▸ **What you are asked to do**
Which of the lines below hold "rendered"? Please return each one.

▸ **Record extracts**
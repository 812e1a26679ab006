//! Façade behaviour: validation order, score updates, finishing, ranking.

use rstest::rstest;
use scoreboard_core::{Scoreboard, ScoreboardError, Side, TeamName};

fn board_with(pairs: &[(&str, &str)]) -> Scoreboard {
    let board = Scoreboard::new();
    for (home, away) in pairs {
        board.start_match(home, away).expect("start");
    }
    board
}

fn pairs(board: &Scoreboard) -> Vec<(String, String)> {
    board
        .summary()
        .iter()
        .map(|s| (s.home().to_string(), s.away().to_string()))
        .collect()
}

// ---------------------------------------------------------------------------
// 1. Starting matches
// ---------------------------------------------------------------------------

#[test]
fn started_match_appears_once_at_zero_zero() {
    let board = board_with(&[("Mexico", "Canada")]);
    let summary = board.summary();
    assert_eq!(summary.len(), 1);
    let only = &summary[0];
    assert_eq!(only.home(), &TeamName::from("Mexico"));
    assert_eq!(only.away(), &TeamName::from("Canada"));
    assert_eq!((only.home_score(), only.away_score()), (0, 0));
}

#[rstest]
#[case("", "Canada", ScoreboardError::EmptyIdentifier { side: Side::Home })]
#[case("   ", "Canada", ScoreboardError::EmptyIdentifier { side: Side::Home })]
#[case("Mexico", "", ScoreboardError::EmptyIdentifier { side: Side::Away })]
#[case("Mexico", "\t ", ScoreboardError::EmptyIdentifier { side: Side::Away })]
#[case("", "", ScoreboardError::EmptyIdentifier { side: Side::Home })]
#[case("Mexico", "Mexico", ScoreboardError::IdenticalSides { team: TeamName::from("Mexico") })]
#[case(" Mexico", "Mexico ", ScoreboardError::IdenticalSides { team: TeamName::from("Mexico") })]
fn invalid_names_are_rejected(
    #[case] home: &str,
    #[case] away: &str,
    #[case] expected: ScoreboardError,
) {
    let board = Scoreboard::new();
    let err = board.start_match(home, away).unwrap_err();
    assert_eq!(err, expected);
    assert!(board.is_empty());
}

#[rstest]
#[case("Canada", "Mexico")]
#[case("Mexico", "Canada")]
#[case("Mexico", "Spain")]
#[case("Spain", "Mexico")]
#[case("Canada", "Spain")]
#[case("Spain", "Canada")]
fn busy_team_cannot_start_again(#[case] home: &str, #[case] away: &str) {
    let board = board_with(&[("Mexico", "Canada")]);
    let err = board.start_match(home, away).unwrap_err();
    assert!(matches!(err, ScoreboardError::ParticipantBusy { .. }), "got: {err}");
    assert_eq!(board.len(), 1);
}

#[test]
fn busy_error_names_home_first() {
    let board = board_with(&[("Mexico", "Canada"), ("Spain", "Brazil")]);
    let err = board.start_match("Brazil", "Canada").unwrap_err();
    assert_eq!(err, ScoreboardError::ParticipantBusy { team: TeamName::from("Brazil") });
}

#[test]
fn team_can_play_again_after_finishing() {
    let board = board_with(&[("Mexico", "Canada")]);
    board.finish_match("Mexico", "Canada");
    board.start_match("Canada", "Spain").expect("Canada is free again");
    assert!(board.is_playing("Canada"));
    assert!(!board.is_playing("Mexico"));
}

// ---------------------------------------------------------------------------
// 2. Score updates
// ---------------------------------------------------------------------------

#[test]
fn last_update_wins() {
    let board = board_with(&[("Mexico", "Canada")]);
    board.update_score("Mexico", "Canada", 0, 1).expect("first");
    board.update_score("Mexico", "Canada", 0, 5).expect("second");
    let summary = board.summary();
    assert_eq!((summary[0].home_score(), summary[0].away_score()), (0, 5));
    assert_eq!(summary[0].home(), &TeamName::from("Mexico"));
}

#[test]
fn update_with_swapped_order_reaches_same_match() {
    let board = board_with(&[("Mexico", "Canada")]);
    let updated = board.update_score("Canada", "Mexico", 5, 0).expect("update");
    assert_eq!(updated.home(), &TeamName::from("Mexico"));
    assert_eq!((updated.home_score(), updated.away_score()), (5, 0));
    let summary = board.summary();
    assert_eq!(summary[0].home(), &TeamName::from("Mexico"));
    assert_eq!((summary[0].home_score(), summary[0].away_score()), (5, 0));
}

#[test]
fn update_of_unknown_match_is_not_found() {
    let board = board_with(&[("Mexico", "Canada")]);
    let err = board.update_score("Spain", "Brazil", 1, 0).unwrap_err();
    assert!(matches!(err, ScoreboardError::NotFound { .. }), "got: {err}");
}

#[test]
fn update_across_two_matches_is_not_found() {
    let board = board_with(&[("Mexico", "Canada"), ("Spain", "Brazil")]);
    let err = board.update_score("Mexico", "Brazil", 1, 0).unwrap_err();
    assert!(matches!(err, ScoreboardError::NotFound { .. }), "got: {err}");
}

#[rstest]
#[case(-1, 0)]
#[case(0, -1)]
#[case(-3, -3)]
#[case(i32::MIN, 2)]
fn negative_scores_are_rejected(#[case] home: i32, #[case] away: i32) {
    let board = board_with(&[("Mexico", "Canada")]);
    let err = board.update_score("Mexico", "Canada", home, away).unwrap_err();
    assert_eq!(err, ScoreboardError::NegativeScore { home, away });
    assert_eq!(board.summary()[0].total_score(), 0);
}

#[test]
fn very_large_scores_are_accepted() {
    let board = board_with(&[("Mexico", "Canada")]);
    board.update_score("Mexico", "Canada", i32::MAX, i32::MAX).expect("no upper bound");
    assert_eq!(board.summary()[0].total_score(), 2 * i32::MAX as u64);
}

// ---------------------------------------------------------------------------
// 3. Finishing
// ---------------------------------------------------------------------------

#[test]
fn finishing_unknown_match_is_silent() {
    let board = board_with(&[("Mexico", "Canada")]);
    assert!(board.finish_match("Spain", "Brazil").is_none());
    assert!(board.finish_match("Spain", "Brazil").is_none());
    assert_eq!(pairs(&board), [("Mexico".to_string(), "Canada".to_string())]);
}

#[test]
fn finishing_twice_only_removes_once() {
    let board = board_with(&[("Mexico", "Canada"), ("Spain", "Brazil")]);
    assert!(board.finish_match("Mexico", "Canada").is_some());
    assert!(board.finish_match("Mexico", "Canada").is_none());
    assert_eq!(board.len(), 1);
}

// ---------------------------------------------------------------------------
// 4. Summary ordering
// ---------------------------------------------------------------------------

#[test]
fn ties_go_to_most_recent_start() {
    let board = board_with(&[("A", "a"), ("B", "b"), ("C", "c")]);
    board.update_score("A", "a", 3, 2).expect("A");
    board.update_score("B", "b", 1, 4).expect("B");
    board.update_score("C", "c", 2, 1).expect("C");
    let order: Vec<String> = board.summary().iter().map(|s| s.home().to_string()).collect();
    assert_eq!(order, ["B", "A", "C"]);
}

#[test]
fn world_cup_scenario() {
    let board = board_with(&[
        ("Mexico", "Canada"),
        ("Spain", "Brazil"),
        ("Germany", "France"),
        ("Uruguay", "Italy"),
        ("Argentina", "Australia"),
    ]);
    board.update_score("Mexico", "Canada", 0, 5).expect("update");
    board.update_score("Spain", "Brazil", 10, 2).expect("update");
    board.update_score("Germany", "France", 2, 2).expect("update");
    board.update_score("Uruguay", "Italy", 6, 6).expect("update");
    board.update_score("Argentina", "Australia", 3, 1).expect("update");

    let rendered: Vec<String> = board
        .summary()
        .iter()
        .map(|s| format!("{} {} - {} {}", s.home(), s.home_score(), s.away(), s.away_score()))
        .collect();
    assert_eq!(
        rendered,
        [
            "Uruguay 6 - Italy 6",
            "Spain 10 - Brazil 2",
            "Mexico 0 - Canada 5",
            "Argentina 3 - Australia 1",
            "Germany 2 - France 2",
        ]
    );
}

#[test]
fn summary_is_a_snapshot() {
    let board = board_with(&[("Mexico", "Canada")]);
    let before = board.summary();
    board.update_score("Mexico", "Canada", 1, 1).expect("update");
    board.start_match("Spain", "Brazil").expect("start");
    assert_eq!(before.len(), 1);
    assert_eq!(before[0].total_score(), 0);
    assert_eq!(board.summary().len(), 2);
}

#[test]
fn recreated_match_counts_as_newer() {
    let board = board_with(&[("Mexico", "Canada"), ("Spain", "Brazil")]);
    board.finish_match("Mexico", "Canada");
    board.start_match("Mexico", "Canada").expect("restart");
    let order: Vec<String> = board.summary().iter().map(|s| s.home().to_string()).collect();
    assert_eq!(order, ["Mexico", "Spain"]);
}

▸ **Written answer**
    let rendered: Vec<String> = board
        rendered,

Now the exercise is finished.